* [Source data]
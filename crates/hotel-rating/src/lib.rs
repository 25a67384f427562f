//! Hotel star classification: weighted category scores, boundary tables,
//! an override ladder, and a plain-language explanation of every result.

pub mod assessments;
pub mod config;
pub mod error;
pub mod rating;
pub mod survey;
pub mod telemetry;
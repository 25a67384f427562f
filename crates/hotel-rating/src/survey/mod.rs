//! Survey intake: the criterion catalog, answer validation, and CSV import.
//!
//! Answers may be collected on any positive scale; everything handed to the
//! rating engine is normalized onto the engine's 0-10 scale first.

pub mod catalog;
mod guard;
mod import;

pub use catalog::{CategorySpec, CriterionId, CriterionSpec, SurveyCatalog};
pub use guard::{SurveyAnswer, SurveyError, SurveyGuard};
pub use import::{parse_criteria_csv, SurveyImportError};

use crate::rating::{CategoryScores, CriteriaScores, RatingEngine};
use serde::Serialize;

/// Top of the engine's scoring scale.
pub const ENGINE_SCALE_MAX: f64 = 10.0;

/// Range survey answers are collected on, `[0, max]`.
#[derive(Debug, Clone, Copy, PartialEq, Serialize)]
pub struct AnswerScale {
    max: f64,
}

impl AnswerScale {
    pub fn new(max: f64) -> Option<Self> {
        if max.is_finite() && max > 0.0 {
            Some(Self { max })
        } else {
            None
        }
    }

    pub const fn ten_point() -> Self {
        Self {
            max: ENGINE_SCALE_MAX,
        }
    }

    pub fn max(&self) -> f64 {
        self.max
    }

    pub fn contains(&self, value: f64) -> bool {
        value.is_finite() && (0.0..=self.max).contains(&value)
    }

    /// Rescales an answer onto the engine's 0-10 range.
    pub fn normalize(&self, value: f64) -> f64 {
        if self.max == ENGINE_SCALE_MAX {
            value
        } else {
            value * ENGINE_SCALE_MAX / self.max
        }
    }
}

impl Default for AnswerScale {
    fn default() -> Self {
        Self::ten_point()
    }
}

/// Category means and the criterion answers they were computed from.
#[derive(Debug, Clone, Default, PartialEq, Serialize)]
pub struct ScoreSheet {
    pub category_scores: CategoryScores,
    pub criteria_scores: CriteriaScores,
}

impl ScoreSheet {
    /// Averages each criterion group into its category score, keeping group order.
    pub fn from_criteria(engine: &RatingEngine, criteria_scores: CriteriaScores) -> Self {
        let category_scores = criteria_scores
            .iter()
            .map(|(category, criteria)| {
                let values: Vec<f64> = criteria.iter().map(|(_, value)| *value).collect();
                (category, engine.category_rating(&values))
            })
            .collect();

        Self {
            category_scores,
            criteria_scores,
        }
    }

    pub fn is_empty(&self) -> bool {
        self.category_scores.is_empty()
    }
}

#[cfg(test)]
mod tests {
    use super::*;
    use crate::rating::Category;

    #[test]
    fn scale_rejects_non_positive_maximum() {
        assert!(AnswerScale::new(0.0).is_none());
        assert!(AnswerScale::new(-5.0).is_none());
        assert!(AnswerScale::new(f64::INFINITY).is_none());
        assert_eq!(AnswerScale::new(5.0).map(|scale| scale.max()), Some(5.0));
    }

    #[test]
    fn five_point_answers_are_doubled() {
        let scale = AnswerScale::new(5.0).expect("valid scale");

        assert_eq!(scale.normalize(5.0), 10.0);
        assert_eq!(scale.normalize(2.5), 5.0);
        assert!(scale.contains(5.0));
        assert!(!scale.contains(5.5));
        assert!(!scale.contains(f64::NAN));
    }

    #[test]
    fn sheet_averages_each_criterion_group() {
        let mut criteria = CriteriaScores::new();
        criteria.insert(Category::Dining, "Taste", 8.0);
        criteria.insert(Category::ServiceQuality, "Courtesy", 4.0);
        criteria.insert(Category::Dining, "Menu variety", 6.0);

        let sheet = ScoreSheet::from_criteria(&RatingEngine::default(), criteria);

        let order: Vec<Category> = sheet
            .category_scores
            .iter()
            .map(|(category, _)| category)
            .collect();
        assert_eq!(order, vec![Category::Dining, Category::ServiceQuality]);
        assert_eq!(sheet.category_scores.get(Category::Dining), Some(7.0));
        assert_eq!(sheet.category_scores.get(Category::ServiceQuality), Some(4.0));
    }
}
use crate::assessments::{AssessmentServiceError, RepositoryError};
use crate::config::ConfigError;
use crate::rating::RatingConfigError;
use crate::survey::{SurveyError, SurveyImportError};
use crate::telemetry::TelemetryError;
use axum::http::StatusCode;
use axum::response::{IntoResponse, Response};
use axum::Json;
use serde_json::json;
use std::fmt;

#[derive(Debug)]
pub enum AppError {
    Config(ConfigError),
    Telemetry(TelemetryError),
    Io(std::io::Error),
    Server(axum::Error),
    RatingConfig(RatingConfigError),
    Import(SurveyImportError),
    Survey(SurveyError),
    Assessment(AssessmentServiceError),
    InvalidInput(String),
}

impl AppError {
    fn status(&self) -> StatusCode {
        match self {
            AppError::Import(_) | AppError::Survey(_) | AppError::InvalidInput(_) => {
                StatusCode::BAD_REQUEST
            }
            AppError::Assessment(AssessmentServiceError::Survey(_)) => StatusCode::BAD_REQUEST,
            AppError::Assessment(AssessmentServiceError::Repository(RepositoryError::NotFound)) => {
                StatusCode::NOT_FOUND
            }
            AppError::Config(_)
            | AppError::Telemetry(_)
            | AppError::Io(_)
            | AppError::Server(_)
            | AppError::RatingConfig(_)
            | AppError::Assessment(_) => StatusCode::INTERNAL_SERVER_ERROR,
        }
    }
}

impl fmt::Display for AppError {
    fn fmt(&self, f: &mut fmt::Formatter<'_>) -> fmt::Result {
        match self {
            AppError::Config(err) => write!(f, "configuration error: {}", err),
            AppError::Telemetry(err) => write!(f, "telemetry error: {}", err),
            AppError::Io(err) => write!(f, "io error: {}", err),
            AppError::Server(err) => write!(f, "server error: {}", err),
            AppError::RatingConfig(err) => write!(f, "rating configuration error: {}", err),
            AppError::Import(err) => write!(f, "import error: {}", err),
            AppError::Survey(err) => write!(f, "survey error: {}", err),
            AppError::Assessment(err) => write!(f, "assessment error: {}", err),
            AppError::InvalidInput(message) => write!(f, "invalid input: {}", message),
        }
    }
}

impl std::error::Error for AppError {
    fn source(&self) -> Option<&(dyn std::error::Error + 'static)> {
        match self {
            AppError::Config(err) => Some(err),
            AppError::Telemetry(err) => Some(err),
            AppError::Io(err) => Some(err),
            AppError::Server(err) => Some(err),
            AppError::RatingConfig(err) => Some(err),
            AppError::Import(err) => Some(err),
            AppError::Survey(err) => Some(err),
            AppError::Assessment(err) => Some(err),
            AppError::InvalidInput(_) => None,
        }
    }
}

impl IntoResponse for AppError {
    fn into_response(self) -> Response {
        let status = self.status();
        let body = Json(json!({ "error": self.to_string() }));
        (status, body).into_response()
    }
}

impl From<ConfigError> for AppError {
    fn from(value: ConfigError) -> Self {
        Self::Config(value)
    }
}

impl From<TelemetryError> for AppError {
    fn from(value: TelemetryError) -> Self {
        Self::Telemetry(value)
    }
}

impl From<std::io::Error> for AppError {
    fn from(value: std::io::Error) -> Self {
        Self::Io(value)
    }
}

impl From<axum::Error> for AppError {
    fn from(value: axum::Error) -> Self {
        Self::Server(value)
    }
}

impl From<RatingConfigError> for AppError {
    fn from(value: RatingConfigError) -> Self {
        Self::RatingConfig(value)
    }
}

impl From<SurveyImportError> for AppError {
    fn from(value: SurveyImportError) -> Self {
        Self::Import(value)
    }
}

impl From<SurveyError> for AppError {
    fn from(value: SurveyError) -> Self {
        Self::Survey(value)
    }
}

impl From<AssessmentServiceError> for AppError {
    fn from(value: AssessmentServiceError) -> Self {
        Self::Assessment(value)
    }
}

* [Exercise] Among the lines of the material above, count those that include "CategoryScores" and report that number alone.

* [Answer box] 2